Issue
As DKP 2.x uses ClusterAPI architecture, which uses a kubernetes cluster to manage a kubernetes cluster. This could present resource utilization issues on the machine where the management cluster is being hosted. Specially for cases where the management cluster is provisioning large number of nodes for the workload cluster.
Cause
When the management cluster provisions a workload cluster, it spins up a pod, per node that is being provisioned, which executes the ansible playbook. This might cause the host to reach the memory allocation limit, and might cause some pods to be terminated.
Solution / Workaround
Our Engineering team is continually working on making the CAP* provisioners more efficient.

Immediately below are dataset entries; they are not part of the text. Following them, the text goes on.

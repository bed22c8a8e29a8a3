//! Configuration blocks.
//!
//! Every block of a run lives in one [`Arena`]. Blocks refer to their
//! children, their scope and the module call that loaded them by index, so
//! the parent/child graph and the context tree never form ownership cycles.
//! [`Block`] is a cheap borrowed view used for queries; the few mutations
//! the evaluator needs (cloning, injecting, re-scoping) are arena methods.

pub mod attribute;
mod predicates;

use std::collections::HashMap;
use std::fmt;
use std::path::{Path, PathBuf};

use log::debug;

use crate::context::{ContextId, ContextTree};
use crate::eval::builtins::filesystem::FileTable;
use crate::frontend::RawBlock;
use crate::range::Range;
use crate::reference::{split_key, Reference, ReferenceKey};
use crate::value::{Map, Value};

pub use attribute::{Attribute, EqualityOption};

/// Block kind as written before the labels. Unrecognised identifiers
/// (nested blocks such as `ingress` or `tag`) keep their name in `Other`.
#[derive(Debug, Clone, PartialEq, Eq, Hash)]
pub enum BlockKind {
    Resource,
    Data,
    Module,
    Variable,
    Output,
    Locals,
    Provider,
    Terraform,
    Dynamic,
    Other(String),
}

impl BlockKind {
    pub fn from_identifier(ident: &str) -> Self {
        match ident {
            "resource" => BlockKind::Resource,
            "data" => BlockKind::Data,
            "module" => BlockKind::Module,
            "variable" => BlockKind::Variable,
            "output" => BlockKind::Output,
            "locals" => BlockKind::Locals,
            "provider" => BlockKind::Provider,
            "terraform" => BlockKind::Terraform,
            "dynamic" => BlockKind::Dynamic,
            other => BlockKind::Other(other.to_string()),
        }
    }

    pub fn as_str(&self) -> &str {
        match self {
            BlockKind::Resource => "resource",
            BlockKind::Data => "data",
            BlockKind::Module => "module",
            BlockKind::Variable => "variable",
            BlockKind::Output => "output",
            BlockKind::Locals => "locals",
            BlockKind::Provider => "provider",
            BlockKind::Terraform => "terraform",
            BlockKind::Dynamic => "dynamic",
            BlockKind::Other(name) => name,
        }
    }
}

impl fmt::Display for BlockKind {
    fn fmt(&self, f: &mut fmt::Formatter<'_>) -> fmt::Result {
        f.write_str(self.as_str())
    }
}

#[derive(Debug, Clone, Copy, PartialEq, Eq, Hash, PartialOrd, Ord)]
pub struct BlockId(usize);

#[derive(Debug, Clone)]
pub(crate) struct AttributeNode {
    pub(crate) name: String,
    pub(crate) expr: hcl::Expression,
    pub(crate) range: Range,
}

#[derive(Debug, Clone)]
pub(crate) struct BlockNode {
    kind: BlockKind,
    labels: Vec<String>,
    attributes: Vec<AttributeNode>,
    children: Vec<BlockId>,
    context: ContextId,
    module_block: Option<BlockId>,
    range: Range,
    expanded: bool,
    clone_index: usize,
    expansion: Option<ReferenceKey>,
}

/// Storage for every block, scope and source file of one evaluation run.
#[derive(Default)]
pub struct Arena {
    contexts: ContextTree,
    blocks: Vec<BlockNode>,
    sources: HashMap<PathBuf, String>,
    files: FileTable,
}

impl Arena {
    pub fn new() -> Self {
        Self::default()
    }

    pub fn contexts(&self) -> &ContextTree {
        &self.contexts
    }

    pub fn contexts_mut(&mut self) -> &mut ContextTree {
        &mut self.contexts
    }

    /// Files readable by `file()` and friends.
    pub fn files(&self) -> &FileTable {
        &self.files
    }

    pub fn files_mut(&mut self) -> &mut FileTable {
        &mut self.files
    }

    pub fn block(&self, id: BlockId) -> Block<'_> {
        Block { arena: self, id }
    }

    pub(crate) fn add_source(&mut self, path: PathBuf, text: String) {
        self.sources.insert(path, text);
    }

    pub fn source(&self, path: &Path) -> Option<&str> {
        self.sources.get(path).map(String::as_str)
    }

    pub(crate) fn node(&self, id: BlockId) -> &BlockNode {
        &self.blocks[id.0]
    }

    fn node_mut(&mut self, id: BlockId) -> &mut BlockNode {
        &mut self.blocks[id.0]
    }

    /// Adds a parsed block and its nested blocks. The whole subtree shares
    /// `context` until the evaluator re-scopes it.
    pub(crate) fn insert(
        &mut self,
        raw: RawBlock,
        context: ContextId,
        module_block: Option<BlockId>,
    ) -> BlockId {
        let children = raw
            .children
            .into_iter()
            .map(|child| self.insert(child, context, module_block))
            .collect();
        self.push(BlockNode {
            kind: BlockKind::from_identifier(&raw.kind),
            labels: raw.labels,
            attributes: raw.attributes,
            children,
            context,
            module_block,
            range: raw.range,
            expanded: false,
            clone_index: 0,
            expansion: None,
        })
    }

    fn push(&mut self, node: BlockNode) -> BlockId {
        self.blocks.push(node);
        BlockId(self.blocks.len() - 1)
    }

    fn copy_subtree(&mut self, id: BlockId, context: ContextId) -> BlockId {
        let source = self.node(id).clone();
        let children = source
            .children
            .iter()
            .map(|child| self.copy_subtree(*child, context))
            .collect();
        self.push(BlockNode {
            children,
            context,
            expanded: false,
            clone_index: 0,
            expansion: None,
            ..source
        })
    }

    /// Duplicates `id` as one instance of a `count`/`for_each` expansion.
    ///
    /// The clone and its whole subtree get a fresh child of the original's
    /// scope. The last label is rewritten to `name[index]` (or the block's
    /// clone counter when the index is not a usable key), a numeric index is
    /// bound as `count.index`, and the clone is marked expanded.
    pub fn clone_block(&mut self, id: BlockId, index: &Value) -> BlockId {
        let context = self.contexts.new_child(self.node(id).context);
        let clone = self.copy_subtree(id, context);

        let key = ReferenceKey::from_value(index)
            .unwrap_or(ReferenceKey::Index(self.node(id).clone_index as i64));
        let node = self.node_mut(clone);
        if let Some(last) = node.labels.last_mut() {
            *last = format!("{last}{key}");
        }
        node.expanded = true;
        node.expansion = Some(key);

        if matches!(index, Value::Number(_)) {
            self.contexts
                .set_by_dot(context, index.clone(), "count.index");
        }
        self.node_mut(id).clone_index += 1;
        debug!("cloned {} as {}", self.block(id).reference(), self.block(clone).reference());
        clone
    }

    /// Re-parents `block` under `parent` as a child of kind `as_kind`,
    /// clearing its labels, and publishes its attribute values in the root
    /// scope under `<parent reference>.<as_kind>.<attribute>`.
    pub fn inject_block(&mut self, parent: BlockId, block: BlockId, as_kind: &str) {
        {
            let node = self.node_mut(block);
            node.kind = BlockKind::from_identifier(as_kind);
            node.labels.clear();
        }
        let prefix = format!("{}.{}", self.block(parent).reference(), as_kind);
        let values: Vec<(String, Value)> = self
            .block(block)
            .attributes()
            .into_iter()
            .map(|attr| (attr.name().to_string(), attr.value()))
            .collect();
        let root = self.contexts.root(self.node(parent).context);
        for (name, value) in values {
            self.contexts
                .set_by_dot(root, value, &format!("{prefix}.{name}"));
        }
        self.node_mut(parent).children.push(block);
    }

    /// Moves `id` into scope `context`; every descendant gets its own fresh
    /// child scope of its parent's.
    pub fn override_context(&mut self, id: BlockId, context: ContextId) {
        self.node_mut(id).context = context;
        let children = self.node(id).children.clone();
        for child in children {
            let child_context = self.contexts.new_child(context);
            self.override_context(child, child_context);
        }
    }

    /// Detaches `child` from `parent`. The node stays in the arena.
    pub(crate) fn remove_child(&mut self, parent: BlockId, child: BlockId) {
        self.node_mut(parent).children.retain(|id| *id != child);
    }
}

/// Borrowed view of a block.
#[derive(Clone, Copy)]
pub struct Block<'a> {
    arena: &'a Arena,
    id: BlockId,
}

impl PartialEq for Block<'_> {
    fn eq(&self, other: &Self) -> bool {
        std::ptr::eq(self.arena, other.arena) && self.id == other.id
    }
}

impl fmt::Debug for Block<'_> {
    fn fmt(&self, f: &mut fmt::Formatter<'_>) -> fmt::Result {
        f.debug_struct("Block")
            .field("id", &self.id)
            .field("reference", &self.reference().to_string())
            .finish()
    }
}

impl<'a> Block<'a> {
    fn node(&self) -> &'a BlockNode {
        self.arena.node(self.id)
    }

    pub fn id(&self) -> BlockId {
        self.id
    }

    pub fn arena(&self) -> &'a Arena {
        self.arena
    }

    pub fn kind(&self) -> &'a BlockKind {
        &self.node().kind
    }

    /// The identifier before the labels, e.g. `resource` or `ingress`.
    pub fn identifier(&self) -> &'a str {
        self.node().kind.as_str()
    }

    pub fn labels(&self) -> &'a [String] {
        &self.node().labels
    }

    pub fn type_label(&self) -> &'a str {
        self.labels().first().map(String::as_str).unwrap_or_default()
    }

    pub fn name_label(&self) -> &'a str {
        self.labels().get(1).map(String::as_str).unwrap_or_default()
    }

    /// All labels joined with dots.
    pub fn label(&self) -> String {
        self.labels().join(".")
    }

    pub fn range(&self) -> &'a Range {
        &self.node().range
    }

    pub fn context(&self) -> ContextId {
        self.node().context
    }

    pub fn is_expanded(&self) -> bool {
        self.node().expanded
    }

    /// Instance key this block was cloned with by `count`/`for_each`.
    pub fn expansion_key(&self) -> Option<&'a ReferenceKey> {
        self.node().expansion.as_ref()
    }

    pub fn attributes(&self) -> Vec<Attribute<'a>> {
        (0..self.node().attributes.len())
            .map(|index| Attribute::new(self.arena, self.id, index))
            .collect()
    }

    pub fn get_attribute(&self, name: &str) -> Option<Attribute<'a>> {
        self.node()
            .attributes
            .iter()
            .position(|attr| attr.name == name)
            .map(|index| Attribute::new(self.arena, self.id, index))
    }

    pub fn children(&self) -> Vec<Block<'a>> {
        self.node()
            .children
            .iter()
            .map(|id| self.arena.block(*id))
            .collect()
    }

    /// First direct child block of the given kind.
    pub fn get_block(&self, name: &str) -> Option<Block<'a>> {
        self.children()
            .into_iter()
            .find(|child| child.identifier() == name)
    }

    pub fn get_blocks(&self, name: &str) -> Vec<Block<'a>> {
        self.children()
            .into_iter()
            .filter(|child| child.identifier() == name)
            .collect()
    }

    pub fn get_first_matching_block(&self, names: &[&str]) -> Option<Block<'a>> {
        names.iter().find_map(|name| self.get_block(name))
    }

    /// Walks `a.b.attr` through child blocks `a` then `b` and returns `attr`.
    pub fn get_nested_attribute(&self, path: &str) -> Option<Attribute<'a>> {
        let (working, last) = self.walk_nested(path)?;
        working.get_attribute(last)
    }

    fn walk_nested<'p>(&self, path: &'p str) -> Option<(Block<'a>, &'p str)> {
        let mut parts: Vec<&str> = path.split('.').collect();
        let last = parts.pop()?;
        let mut working = *self;
        for part in parts {
            working = working.get_block(part)?;
        }
        Some((working, last))
    }

    pub fn has_child(&self, name: &str) -> bool {
        self.get_attribute(name).is_some() || self.get_block(name).is_some()
    }

    pub fn missing_child(&self, name: &str) -> bool {
        !self.has_child(name)
    }

    pub fn missing_nested_child(&self, path: &str) -> bool {
        match self.walk_nested(path) {
            Some((working, last)) => working.missing_child(last),
            None => true,
        }
    }

    pub fn has_block(&self, name: &str) -> bool {
        self.get_block(name).is_some()
    }

    pub fn is_empty(&self) -> bool {
        self.node().children.is_empty() && self.node().attributes.is_empty()
    }

    pub fn is_resource_type(&self, resource_type: &str) -> bool {
        self.type_label() == resource_type
    }

    pub fn in_module(&self) -> bool {
        self.node().module_block.is_some()
    }

    /// The `module` block whose call loaded this block.
    pub fn module_block(&self) -> Option<Block<'a>> {
        self.node().module_block.map(|id| self.arena.block(id))
    }

    pub fn reference(&self) -> Reference {
        Reference::for_block(self.identifier(), self.labels())
    }

    /// Name relative to the module the block is declared in.
    pub fn local_name(&self) -> String {
        self.reference().to_string()
    }

    /// Name including every enclosing module call, e.g.
    /// `module.net.module.subnets.aws_subnet.private`.
    pub fn full_name(&self) -> String {
        match self.module_block() {
            Some(module) => format!("{}.{}", module.full_name(), self.local_name()),
            None => self.local_name(),
        }
    }

    /// Full name plus the defining file, and the calling module's unique
    /// name for blocks inside modules.
    pub fn unique_name(&self) -> String {
        let filename = self.range().filename().display();
        match self.module_block() {
            Some(module) => format!("{}:{}:{}", self.full_name(), filename, module.unique_name()),
            None => format!("{}:{}", self.full_name(), filename),
        }
    }

    /// Every attribute resolved in the block's scope, unresolved ones as
    /// [`Value::Unknown`].
    pub fn values(&self) -> Value {
        let mut map = Map::new();
        for attr in self.attributes() {
            map.insert(attr.name().to_string(), attr.resolve());
        }
        Value::Object(map)
    }

    /// Source lines of the block and the comment lines directly above it.
    pub fn read_lines(&self) -> (Vec<String>, Vec<String>) {
        match self.arena.source(self.range().filename()) {
            Some(source) => self.range().read_lines(source),
            None => (Vec::new(), Vec::new()),
        }
    }

    /// Name label with any instance key removed: `web[0]` becomes `web`.
    pub fn base_name(&self) -> &'a str {
        split_key(self.name_label()).0
    }
}
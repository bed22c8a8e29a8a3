use std::fmt;

use hcl::eval::Evaluate;
use hcl::expr::{Expression, ObjectKey, Operation, TemplateExpr, TraversalOperator};
use hcl::template::{Element, Template};

use super::{AttributeNode, Block, BlockId};
use crate::block::Arena;
use crate::context::ContextId;
use crate::eval::builtins::filesystem::{inline_file_calls, mentions_file_function};
use crate::error::{EvalError, ReferenceError};
use crate::range::Range;
use crate::reference::{Reference, ReferenceKey};
use crate::value::Value;

#[derive(Debug, Clone, Copy, PartialEq, Eq)]
pub enum EqualityOption {
    IgnoreCase,
}

/// A variable or traversal found inside an expression: the root name plus
/// the operators applied to it.
#[derive(Debug, Clone)]
pub(crate) struct ScopePath {
    root: String,
    operators: Vec<TraversalOperator>,
}

impl ScopePath {
    /// Leading attribute names, up to the first index or splat.
    fn names(&self) -> Vec<&str> {
        let mut names = vec![self.root.as_str()];
        for op in &self.operators {
            match op {
                TraversalOperator::GetAttr(ident) => names.push(ident.as_str()),
                _ => break,
            }
        }
        names
    }
}

/// Collects every scope traversal in `expr`, outermost first.
pub(crate) fn scope_paths(expr: &Expression) -> Vec<ScopePath> {
    let mut out = Vec::new();
    collect_paths(expr, &mut out);
    out
}

fn collect_paths(expr: &Expression, out: &mut Vec<ScopePath>) {
    match expr {
        Expression::Variable(var) => out.push(ScopePath {
            root: var.as_str().to_string(),
            operators: Vec::new(),
        }),
        Expression::Traversal(traversal) => {
            match &traversal.expr {
                Expression::Variable(var) => out.push(ScopePath {
                    root: var.as_str().to_string(),
                    operators: traversal.operators.clone(),
                }),
                other => collect_paths(other, out),
            }
            for op in &traversal.operators {
                if let TraversalOperator::Index(index) = op {
                    collect_paths(index, out);
                }
            }
        }
        Expression::Array(items) => {
            for item in items {
                collect_paths(item, out);
            }
        }
        Expression::Object(object) => {
            for (key, value) in object {
                if let ObjectKey::Expression(key) = key {
                    collect_paths(key, out);
                }
                collect_paths(value, out);
            }
        }
        Expression::TemplateExpr(template) => {
            for part in interpolations(template) {
                collect_paths(&part, out);
            }
        }
        Expression::FuncCall(call) => {
            for arg in &call.args {
                collect_paths(arg, out);
            }
        }
        Expression::Parenthesis(inner) => collect_paths(inner, out),
        Expression::Conditional(cond) => {
            collect_paths(&cond.cond_expr, out);
            collect_paths(&cond.true_expr, out);
            collect_paths(&cond.false_expr, out);
        }
        Expression::Operation(op) => match &**op {
            Operation::Unary(unary) => collect_paths(&unary.expr, out),
            Operation::Binary(binary) => {
                collect_paths(&binary.lhs_expr, out);
                collect_paths(&binary.rhs_expr, out);
            }
        },
        Expression::ForExpr(for_expr) => {
            collect_paths(&for_expr.collection_expr, out);
            let mut inner = Vec::new();
            if let Some(key_expr) = &for_expr.key_expr {
                collect_paths(key_expr, &mut inner);
            }
            collect_paths(&for_expr.value_expr, &mut inner);
            if let Some(cond_expr) = &for_expr.cond_expr {
                collect_paths(cond_expr, &mut inner);
            }
            let key_var = for_expr.key_var.as_ref().map(|k| k.as_str());
            let value_var = for_expr.value_var.as_str();
            out.extend(inner.into_iter().filter(|path| {
                path.root != value_var && Some(path.root.as_str()) != key_var
            }));
        }
        _ => {}
    }
}
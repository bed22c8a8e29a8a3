//! Lexical scopes for attribute evaluation.
//!
//! Contexts form a tree stored in a single arena. Each node owns its own
//! bindings and knows its parent by index, so lookups walk towards the root
//! and the nearest binding wins.

use crate::eval::builtins;
use crate::value::{Map, Value};

#[derive(Debug, Clone, Copy, PartialEq, Eq, Hash)]
pub struct ContextId(usize);

#[derive(Debug, Default)]
struct ContextNode {
    parent: Option<ContextId>,
    vars: Map,
}

pub struct ContextTree {
    nodes: Vec<ContextNode>,
    functions: hcl::eval::Context<'static>,
}

impl Default for ContextTree {
    fn default() -> Self {
        Self::new()
    }
}

impl ContextTree {
    pub fn new() -> Self {
        Self {
            nodes: Vec::new(),
            functions: builtins::create_context(),
        }
    }

    pub fn new_root(&mut self) -> ContextId {
        self.push(None)
    }

    pub fn new_child(&mut self, parent: ContextId) -> ContextId {
        self.push(Some(parent))
    }

    fn push(&mut self, parent: Option<ContextId>) -> ContextId {
        self.nodes.push(ContextNode {
            parent,
            vars: Map::new(),
        });
        ContextId(self.nodes.len() - 1)
    }

    pub fn parent(&self, id: ContextId) -> Option<ContextId> {
        self.nodes[id.0].parent
    }

    pub fn root(&self, id: ContextId) -> ContextId {
        let mut current = id;
        while let Some(parent) = self.parent(current) {
            current = parent;
        }
        current
    }

    /// Bindings owned by this node only.
    pub fn variables(&self, id: ContextId) -> &Map {
        &self.nodes[id.0].vars
    }

    /// Looks `path` up starting at `id` and walking towards the root.
    pub fn get<S: AsRef<str>>(&self, id: ContextId, path: &[S]) -> Option<&Value> {
        let mut current = Some(id);
        while let Some(ctx) = current {
            if let Some(value) = lookup(&self.nodes[ctx.0].vars, path) {
                return Some(value);
            }
            current = self.parent(ctx);
        }
        None
    }

    pub fn get_by_dot(&self, id: ContextId, path: &str) -> Option<&Value> {
        let parts: Vec<&str> = path.split('.').collect();
        self.get(id, &parts)
    }

    /// Writes `value` at `path` in the node `id`, creating intermediate
    /// objects as needed. Writing an object over an existing object merges
    /// the top-level keys, new keys winning.
    pub fn set<S: AsRef<str>>(&mut self, id: ContextId, value: Value, path: &[S]) {
        let Some((last, parents)) = path.split_last() else {
            return;
        };
        let mut target = &mut self.nodes[id.0].vars;
        for segment in parents {
            let entry = target
                .entry(segment.as_ref().to_string())
                .or_insert_with(|| Value::Object(Map::new()));
            if !entry.is_map_like() {
                *entry = Value::Object(Map::new());
            }
            let (Value::Object(map) | Value::Map(map)) = entry else {
                return;
            };
            target = map;
        }
        match target.get_mut(last.as_ref()) {
            Some(existing) => merge_into(existing, value),
            None => {
                target.insert(last.as_ref().to_string(), value);
            }
        }
    }

    pub fn set_by_dot(&mut self, id: ContextId, value: Value, path: &str) {
        let parts: Vec<&str> = path.split('.').collect();
        self.set(id, value, &parts);
    }

    /// Deep merge of every binding visible from `id`, root first.
    pub fn merged(&self, id: ContextId) -> Map {
        let mut chain = vec![id];
        let mut current = id;
        while let Some(parent) = self.parent(current) {
            chain.push(parent);
            current = parent;
        }
        let mut out = Map::new();
        for ctx in chain.into_iter().rev() {
            for (k, v) in &self.nodes[ctx.0].vars {
                match out.get_mut(k) {
                    Some(existing) => deep_merge(existing, v),
                    None => {
                        out.insert(k.clone(), v.clone());
                    }
                }
            }
        }
        out
    }

    /// Materialises the scope of `id` into an HCL evaluation context with
    /// every builtin function declared.
    pub fn eval_context(&self, id: ContextId) -> hcl::eval::Context<'_> {
        let mut ctx = self.functions.clone();
        for (name, value) in self.merged(id) {
            if let Some(value) = value.to_hcl() {
                ctx.declare_var(name, value);
            }
        }
        ctx
    }
}

fn lookup<'a, S: AsRef<str>>(vars: &'a Map, path: &[S]) -> Option<&'a Value> {
    let (first, rest) = path.split_first()?;
    let mut current = vars.get(first.as_ref())?;
    for segment in rest {
        current = current.get(segment.as_ref())?;
    }
    Some(current)
}

fn merge_into(existing: &mut Value, value: Value) {
    match (existing, value) {
        (Value::Object(old) | Value::Map(old), Value::Object(new) | Value::Map(new))
            if !old.is_empty() && !new.is_empty() =>
        {
            for (k, v) in new {
                old.insert(k, v);
            }
        }
        (slot, value) => *slot = value,
    }
}

fn deep_merge(existing: &mut Value, value: &Value) {
    match (existing, value) {
        (Value::Object(old) | Value::Map(old), Value::Object(new) | Value::Map(new)) => {
            for (k, v) in new {
                match old.get_mut(k) {
                    Some(slot) => deep_merge(slot, v),
                    None => {
                        old.insert(k.clone(), v.clone());
                    }
                }
            }
        }
        (slot, value) => *slot = value.clone(),
    }
}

Our suggested workaround at the moment is to leverage the Cluster API's capability of pivoting the management cluster and/or scaling the machine deployment.
With ClusterAPI's pivot capability, you are moving the management cluster to the workload cluster. This can give you a variety of options in deploying a large number of nodes. Please check the suggested strategies below:
1. Create a small workload cluster, then pivot the management cluster. With the small cluster's 3 CP and 4 worker nodes, provision the large number of nodes that you require.
2. ClusterAPI also has a CRD object called machine from machinedeployment which can be scaled up or down. This can be used to create a small self managed cluster first, and scale the machinedeployment to the desired replicas.
With the 2 strategy mentioned, you are essentially putting the workload of provisioning to multiple nodes instead of just the single node when it is not pivoted.
Note: The information above is only a high level overview of the strategies and does not include the details for each provider. Please see the specifics of the provider being used when implementing the recommendation.